Aim of the exercise -
All lines from the first one in the listing below to the one holding "use crate::git::Repository;", inclusive, are to be copied exactly.

Records shown -

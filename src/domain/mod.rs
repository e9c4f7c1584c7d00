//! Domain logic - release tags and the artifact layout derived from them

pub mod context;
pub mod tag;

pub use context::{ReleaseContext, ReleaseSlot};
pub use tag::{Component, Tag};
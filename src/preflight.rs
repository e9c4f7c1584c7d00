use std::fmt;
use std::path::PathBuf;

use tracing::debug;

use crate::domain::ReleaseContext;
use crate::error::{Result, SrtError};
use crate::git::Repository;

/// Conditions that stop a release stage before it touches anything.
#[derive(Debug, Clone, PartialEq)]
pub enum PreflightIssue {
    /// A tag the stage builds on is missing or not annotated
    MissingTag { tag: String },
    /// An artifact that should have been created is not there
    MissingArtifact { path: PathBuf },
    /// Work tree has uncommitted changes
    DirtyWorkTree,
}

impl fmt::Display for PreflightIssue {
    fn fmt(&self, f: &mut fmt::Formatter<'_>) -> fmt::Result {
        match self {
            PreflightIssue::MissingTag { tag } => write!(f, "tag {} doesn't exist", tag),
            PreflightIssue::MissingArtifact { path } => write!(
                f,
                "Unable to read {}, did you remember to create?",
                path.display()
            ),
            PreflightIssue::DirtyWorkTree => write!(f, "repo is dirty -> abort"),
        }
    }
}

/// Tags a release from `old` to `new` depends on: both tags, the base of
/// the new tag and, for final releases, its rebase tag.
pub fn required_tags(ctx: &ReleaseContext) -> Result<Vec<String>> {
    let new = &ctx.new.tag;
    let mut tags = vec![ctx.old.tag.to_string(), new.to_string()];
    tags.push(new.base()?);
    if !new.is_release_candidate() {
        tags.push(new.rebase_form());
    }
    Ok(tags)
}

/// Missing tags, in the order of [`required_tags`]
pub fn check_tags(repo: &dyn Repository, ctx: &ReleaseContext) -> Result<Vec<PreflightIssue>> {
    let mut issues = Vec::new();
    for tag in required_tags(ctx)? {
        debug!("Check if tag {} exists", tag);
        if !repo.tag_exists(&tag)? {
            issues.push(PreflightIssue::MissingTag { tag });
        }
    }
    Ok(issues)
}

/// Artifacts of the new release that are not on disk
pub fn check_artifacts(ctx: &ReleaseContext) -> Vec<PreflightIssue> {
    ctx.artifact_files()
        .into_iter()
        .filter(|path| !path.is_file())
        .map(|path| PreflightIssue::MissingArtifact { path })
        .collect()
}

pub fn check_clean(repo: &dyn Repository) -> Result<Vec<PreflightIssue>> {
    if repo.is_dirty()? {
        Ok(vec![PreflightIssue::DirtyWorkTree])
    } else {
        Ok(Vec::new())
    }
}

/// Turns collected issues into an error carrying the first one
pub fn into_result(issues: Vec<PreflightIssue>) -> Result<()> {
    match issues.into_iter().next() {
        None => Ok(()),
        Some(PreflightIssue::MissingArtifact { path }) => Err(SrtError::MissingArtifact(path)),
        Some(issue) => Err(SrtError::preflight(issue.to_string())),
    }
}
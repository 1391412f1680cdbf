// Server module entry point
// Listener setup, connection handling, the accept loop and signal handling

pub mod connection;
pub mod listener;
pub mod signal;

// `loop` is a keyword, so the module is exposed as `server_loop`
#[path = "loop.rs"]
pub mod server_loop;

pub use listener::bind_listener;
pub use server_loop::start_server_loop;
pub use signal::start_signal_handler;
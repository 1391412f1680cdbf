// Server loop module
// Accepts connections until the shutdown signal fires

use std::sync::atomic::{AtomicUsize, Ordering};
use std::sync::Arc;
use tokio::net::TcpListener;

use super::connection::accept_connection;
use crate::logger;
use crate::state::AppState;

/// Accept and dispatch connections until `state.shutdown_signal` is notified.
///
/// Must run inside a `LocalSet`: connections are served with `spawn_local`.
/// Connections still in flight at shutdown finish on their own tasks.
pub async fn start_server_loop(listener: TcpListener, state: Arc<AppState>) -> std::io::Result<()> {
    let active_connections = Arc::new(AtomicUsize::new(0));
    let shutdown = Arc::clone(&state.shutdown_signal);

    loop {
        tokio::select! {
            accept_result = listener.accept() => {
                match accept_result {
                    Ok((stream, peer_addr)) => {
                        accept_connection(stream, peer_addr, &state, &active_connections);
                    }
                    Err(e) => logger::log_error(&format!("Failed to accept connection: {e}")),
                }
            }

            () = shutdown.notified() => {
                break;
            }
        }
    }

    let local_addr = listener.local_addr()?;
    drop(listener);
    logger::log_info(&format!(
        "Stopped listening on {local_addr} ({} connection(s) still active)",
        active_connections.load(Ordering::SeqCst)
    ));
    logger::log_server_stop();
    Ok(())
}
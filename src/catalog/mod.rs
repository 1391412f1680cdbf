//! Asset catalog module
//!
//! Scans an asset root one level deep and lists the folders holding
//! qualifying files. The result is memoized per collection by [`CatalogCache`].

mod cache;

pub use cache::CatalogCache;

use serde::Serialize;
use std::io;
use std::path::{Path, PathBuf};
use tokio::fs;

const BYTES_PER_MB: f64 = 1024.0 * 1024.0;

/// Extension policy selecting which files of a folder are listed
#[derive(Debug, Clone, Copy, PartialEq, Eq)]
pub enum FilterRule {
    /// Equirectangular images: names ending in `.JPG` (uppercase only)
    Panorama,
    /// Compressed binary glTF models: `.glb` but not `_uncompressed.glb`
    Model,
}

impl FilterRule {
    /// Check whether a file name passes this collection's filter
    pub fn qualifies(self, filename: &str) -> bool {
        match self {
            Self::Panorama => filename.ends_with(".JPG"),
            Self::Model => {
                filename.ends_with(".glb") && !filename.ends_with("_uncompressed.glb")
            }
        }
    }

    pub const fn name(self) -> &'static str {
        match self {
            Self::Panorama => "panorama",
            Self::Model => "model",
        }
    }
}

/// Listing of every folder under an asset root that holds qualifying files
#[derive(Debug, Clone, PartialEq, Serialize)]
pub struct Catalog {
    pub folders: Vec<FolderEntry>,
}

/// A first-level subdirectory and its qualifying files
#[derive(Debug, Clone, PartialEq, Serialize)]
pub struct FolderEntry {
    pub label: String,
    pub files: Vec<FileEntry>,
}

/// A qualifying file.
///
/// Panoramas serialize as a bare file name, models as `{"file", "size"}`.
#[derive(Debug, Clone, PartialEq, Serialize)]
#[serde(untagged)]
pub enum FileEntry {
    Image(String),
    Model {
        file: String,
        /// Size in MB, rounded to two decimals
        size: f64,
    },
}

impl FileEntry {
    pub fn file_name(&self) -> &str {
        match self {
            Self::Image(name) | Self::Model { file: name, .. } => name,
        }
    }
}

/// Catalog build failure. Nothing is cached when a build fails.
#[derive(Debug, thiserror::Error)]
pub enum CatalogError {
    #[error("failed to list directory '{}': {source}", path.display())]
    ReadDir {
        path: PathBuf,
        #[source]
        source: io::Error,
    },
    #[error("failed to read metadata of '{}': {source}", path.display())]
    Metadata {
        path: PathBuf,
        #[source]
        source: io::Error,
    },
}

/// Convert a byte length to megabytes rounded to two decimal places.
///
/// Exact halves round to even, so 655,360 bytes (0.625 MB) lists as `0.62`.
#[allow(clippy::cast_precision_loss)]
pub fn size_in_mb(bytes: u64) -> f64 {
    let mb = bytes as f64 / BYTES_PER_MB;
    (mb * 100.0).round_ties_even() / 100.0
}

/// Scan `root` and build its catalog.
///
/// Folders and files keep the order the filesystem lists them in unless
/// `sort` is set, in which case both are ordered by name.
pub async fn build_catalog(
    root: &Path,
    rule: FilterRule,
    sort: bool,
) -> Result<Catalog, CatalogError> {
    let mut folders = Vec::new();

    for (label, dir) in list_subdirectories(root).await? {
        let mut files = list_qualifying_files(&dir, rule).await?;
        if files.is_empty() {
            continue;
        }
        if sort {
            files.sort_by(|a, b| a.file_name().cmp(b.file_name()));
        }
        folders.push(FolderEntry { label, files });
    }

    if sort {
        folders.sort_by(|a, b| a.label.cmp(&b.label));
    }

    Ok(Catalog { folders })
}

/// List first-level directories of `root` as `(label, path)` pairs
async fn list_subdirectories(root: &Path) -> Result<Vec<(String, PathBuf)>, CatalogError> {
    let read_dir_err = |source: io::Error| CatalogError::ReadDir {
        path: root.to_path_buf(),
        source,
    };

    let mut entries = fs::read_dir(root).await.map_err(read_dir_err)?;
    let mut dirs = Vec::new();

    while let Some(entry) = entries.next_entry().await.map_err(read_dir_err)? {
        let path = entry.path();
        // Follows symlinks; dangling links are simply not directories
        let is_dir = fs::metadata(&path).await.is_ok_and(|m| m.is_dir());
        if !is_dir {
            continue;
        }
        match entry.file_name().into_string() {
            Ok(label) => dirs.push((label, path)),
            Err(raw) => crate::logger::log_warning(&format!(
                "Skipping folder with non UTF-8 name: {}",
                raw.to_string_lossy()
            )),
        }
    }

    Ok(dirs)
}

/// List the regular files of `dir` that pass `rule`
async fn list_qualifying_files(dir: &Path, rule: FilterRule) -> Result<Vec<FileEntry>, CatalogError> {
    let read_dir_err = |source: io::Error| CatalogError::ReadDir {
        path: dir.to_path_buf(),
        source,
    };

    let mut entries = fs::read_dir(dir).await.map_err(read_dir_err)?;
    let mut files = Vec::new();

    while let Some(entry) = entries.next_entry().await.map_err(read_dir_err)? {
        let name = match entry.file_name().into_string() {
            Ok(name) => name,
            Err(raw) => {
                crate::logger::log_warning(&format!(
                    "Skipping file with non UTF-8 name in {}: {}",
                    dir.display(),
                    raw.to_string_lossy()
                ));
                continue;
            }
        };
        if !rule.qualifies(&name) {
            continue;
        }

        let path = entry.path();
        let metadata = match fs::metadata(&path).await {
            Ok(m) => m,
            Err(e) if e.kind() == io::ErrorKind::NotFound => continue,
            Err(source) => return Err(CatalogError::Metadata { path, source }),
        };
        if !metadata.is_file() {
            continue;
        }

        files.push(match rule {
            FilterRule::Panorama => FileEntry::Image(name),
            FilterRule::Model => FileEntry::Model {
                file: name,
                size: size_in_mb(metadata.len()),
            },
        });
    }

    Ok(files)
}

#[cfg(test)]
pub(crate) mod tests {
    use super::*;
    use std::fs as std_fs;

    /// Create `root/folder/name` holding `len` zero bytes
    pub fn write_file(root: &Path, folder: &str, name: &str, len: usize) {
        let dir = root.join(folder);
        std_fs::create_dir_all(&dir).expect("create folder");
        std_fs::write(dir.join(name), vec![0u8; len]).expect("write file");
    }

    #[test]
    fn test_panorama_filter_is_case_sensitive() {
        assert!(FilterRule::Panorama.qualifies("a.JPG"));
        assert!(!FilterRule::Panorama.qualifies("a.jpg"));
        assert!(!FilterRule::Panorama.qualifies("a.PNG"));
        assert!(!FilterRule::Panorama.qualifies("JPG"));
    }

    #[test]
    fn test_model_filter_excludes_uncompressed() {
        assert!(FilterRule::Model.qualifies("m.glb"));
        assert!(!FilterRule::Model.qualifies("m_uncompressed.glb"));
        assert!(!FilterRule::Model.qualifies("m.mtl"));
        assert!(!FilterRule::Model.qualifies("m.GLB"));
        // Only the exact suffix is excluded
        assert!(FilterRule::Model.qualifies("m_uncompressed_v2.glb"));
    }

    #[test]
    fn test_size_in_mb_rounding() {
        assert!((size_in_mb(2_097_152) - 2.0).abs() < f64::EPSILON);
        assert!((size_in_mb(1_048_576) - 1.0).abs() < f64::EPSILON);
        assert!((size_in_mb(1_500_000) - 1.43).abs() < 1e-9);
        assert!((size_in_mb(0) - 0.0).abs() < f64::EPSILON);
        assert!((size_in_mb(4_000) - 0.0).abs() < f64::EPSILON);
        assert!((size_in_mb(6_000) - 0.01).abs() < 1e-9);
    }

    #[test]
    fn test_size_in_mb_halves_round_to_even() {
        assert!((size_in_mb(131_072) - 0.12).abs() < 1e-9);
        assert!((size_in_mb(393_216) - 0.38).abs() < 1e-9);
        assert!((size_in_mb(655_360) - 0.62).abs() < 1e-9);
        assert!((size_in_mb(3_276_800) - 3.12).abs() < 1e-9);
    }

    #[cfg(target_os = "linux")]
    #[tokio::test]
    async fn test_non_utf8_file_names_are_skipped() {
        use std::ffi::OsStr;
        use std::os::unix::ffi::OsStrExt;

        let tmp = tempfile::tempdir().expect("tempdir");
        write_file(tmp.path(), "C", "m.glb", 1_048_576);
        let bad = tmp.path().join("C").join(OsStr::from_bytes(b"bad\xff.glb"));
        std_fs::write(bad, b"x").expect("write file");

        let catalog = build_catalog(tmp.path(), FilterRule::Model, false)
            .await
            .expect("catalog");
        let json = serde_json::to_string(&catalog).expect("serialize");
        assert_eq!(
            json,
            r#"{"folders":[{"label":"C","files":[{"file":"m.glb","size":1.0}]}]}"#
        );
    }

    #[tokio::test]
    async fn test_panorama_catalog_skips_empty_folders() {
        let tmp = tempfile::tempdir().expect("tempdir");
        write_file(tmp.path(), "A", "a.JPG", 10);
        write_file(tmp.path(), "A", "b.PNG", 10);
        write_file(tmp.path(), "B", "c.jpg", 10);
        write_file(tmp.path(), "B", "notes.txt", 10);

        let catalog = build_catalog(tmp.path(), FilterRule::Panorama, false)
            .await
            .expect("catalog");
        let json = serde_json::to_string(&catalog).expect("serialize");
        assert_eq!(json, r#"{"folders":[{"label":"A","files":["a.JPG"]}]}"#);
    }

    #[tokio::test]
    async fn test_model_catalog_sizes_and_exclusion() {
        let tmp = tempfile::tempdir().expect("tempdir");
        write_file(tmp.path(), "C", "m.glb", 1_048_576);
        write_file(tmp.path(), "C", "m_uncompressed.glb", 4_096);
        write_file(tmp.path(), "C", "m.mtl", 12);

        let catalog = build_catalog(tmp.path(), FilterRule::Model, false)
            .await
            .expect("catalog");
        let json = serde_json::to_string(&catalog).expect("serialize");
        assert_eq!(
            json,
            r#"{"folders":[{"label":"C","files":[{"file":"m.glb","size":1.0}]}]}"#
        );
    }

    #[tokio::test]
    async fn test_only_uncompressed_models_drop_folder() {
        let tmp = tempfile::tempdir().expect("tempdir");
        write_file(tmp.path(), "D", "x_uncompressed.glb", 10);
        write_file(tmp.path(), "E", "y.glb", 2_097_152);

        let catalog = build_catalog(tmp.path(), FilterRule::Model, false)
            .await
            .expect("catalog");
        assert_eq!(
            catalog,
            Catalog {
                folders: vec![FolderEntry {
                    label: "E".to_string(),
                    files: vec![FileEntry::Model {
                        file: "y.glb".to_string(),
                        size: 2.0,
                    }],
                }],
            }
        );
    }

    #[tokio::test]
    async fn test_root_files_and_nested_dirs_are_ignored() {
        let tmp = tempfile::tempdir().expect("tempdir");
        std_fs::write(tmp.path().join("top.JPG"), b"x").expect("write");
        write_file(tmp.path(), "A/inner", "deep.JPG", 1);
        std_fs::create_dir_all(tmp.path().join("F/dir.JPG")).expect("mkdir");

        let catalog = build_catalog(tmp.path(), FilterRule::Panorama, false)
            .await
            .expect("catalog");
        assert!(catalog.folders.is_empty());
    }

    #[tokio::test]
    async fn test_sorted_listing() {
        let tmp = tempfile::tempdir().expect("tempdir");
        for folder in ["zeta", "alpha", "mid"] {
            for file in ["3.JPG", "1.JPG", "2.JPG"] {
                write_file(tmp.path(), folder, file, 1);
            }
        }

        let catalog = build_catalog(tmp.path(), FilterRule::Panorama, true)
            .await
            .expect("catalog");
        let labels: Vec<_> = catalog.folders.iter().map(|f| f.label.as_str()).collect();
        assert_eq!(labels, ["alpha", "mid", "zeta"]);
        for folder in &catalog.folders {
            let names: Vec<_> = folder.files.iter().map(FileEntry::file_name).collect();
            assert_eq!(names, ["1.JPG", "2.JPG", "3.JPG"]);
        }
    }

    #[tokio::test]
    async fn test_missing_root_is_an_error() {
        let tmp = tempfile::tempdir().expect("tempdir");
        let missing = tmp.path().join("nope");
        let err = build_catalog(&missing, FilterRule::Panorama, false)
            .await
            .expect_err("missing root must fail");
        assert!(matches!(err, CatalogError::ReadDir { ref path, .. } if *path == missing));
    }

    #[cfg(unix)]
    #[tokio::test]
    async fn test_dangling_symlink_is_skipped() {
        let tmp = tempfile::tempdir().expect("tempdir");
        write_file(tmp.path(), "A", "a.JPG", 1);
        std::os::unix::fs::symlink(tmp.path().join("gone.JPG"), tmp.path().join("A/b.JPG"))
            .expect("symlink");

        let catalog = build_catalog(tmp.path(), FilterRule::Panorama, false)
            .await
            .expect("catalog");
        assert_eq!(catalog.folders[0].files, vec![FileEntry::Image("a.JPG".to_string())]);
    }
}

Expected answer -
filename src/domain/mod.rs
repository e9c4f7c1584c7d00
//! Domain logic - release tags and the artifact layout derived from them

pub mod context;
pub mod tag;

pub use context::{ReleaseContext, ReleaseSlot};
pub use tag::{Component, Tag};
filename src/preflight.rs
repository e9c4f7c1584c7d00
use std::fmt;
use std::path::PathBuf;

use tracing::debug;

use crate::domain::ReleaseContext;
use crate::error::{Result, SrtError};
use crate::git::Repository;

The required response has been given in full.